En ese momento me daba cuenta de que había sido un privilegiado por disfrutar de mi abuelo durante tanto tiempo. Poca gente lo tiene hasta los cuarenta y dos años. Ahora que ya no estaba y la familia íbamos a su casa a ordenar papeles, limpiar y prepararla para una posible venta, acabábamos viendo álbumes de fotos antiguas, libros y figuras de cerámica, preguntándonos cuál sería la historia que guardaría cada uno de aquellos objetos. Historias que se habían perdido y ya no conoceríamos.

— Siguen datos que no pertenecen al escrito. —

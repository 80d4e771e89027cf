use serde::{Deserialize, Serialize};

use caravan_crypto::DomainHasher;
use caravan_types::{IntegrityHash, SubjectHash};

use crate::error::{LedgerError, LedgerResult};

/// A single anchoring proof in the append-only ledger.
///
/// Deliberately minimal: nothing in an entry identifies the subject or the
/// record content. `record_hash` proves *which* content was anchored,
/// `subject_hash` allows per-subject correlation without holding the raw
/// identifier, and `attestor_signature` is the gateway's proof that it
/// processed the record.
#[derive(Clone, Debug, PartialEq, Eq, Serialize, Deserialize)]
pub struct AnchorEntry {
    /// The record's integrity hash.
    pub record_hash: IntegrityHash,
    /// One-way hash of the record's subject identifier.
    pub subject_hash: SubjectHash,
    /// Gateway clock at anchoring time (ms since epoch).
    pub anchored_at: u64,
    /// Gateway signature over `record_hash`.
    pub attestor_signature: Vec<u8>,
}

impl AnchorEntry {
    /// Create a new entry.
    pub fn new(
        record_hash: IntegrityHash,
        subject_hash: SubjectHash,
        anchored_at: u64,
        attestor_signature: Vec<u8>,
    ) -> Self {
        Self {
            record_hash,
            subject_hash,
            anchored_at,
            attestor_signature,
        }
    }

    /// Domain-separated digest of this entry's canonical JSON form.
    ///
    /// Used as the tamper-evidence half of a
    /// [`LedgerRef`](caravan_types::LedgerRef).
    pub fn entry_hash(&self) -> LedgerResult<[u8; 32]> {
        DomainHasher::ENTRY
            .hash_json(self)
            .map_err(|e| LedgerError::Serialization(e.to_string()))
    }
}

Sin saber su historia, mi abuelo se la había llevado a la tumba, el Sorolla nos tenía preparada una inesperada y desagradable sorpresa. El día que yo observaba el carboncillo con más detenimiento que nunca, estábamos en casa de mi abuelo porque un tasador de arte había hecho un estudio del dibujo y nos iba a dar una valoración. En términos materiales, el Sorolla era, quizás, lo más valioso que nos había dejado y si decidíamos venderlo, el dinero sería muy bien recibido. Pero esa valoración había dado como resultado algo que jamás imaginábamos, que hacía replantearnos no solo lo que habíamos heredado, sino toda la vida de mi abuelo, al menos en mi caso. Un hombre íntegro y recto que tenía por bandera no doblarse ante nadie y haber sido intachable. Si era todo un engaño, ¿había participado mi abuelo de él o era una víctima más?

Después de ese mazazo, traté de limar mi desconcierto estudiando el Sorolla como si fuera la primera vez que estaba ante él. Y en cierto modo, así era; durante cuarenta y dos años lo había visto, pero no lo había mirado. Nunca me había parado realmente a observar todos sus detalles.

Todo aquello me hacía tener la sensación de que algo nos dejábamos, algo que mi abuelo jamás nos había contado. Si era cierto todo lo que aquel informe decía, y parecía que sí, alguna buena razón tuvo que tener mi abuelo para que aquel carboncillo luciera en su elegante recibidor.

Y sentí el profundo arrepentimiento de haber dejado que esa historia se perdiera, de no sentarme a su lado un día y haberle dicho:

—Abuelo, cuéntame la historia del Sorolla.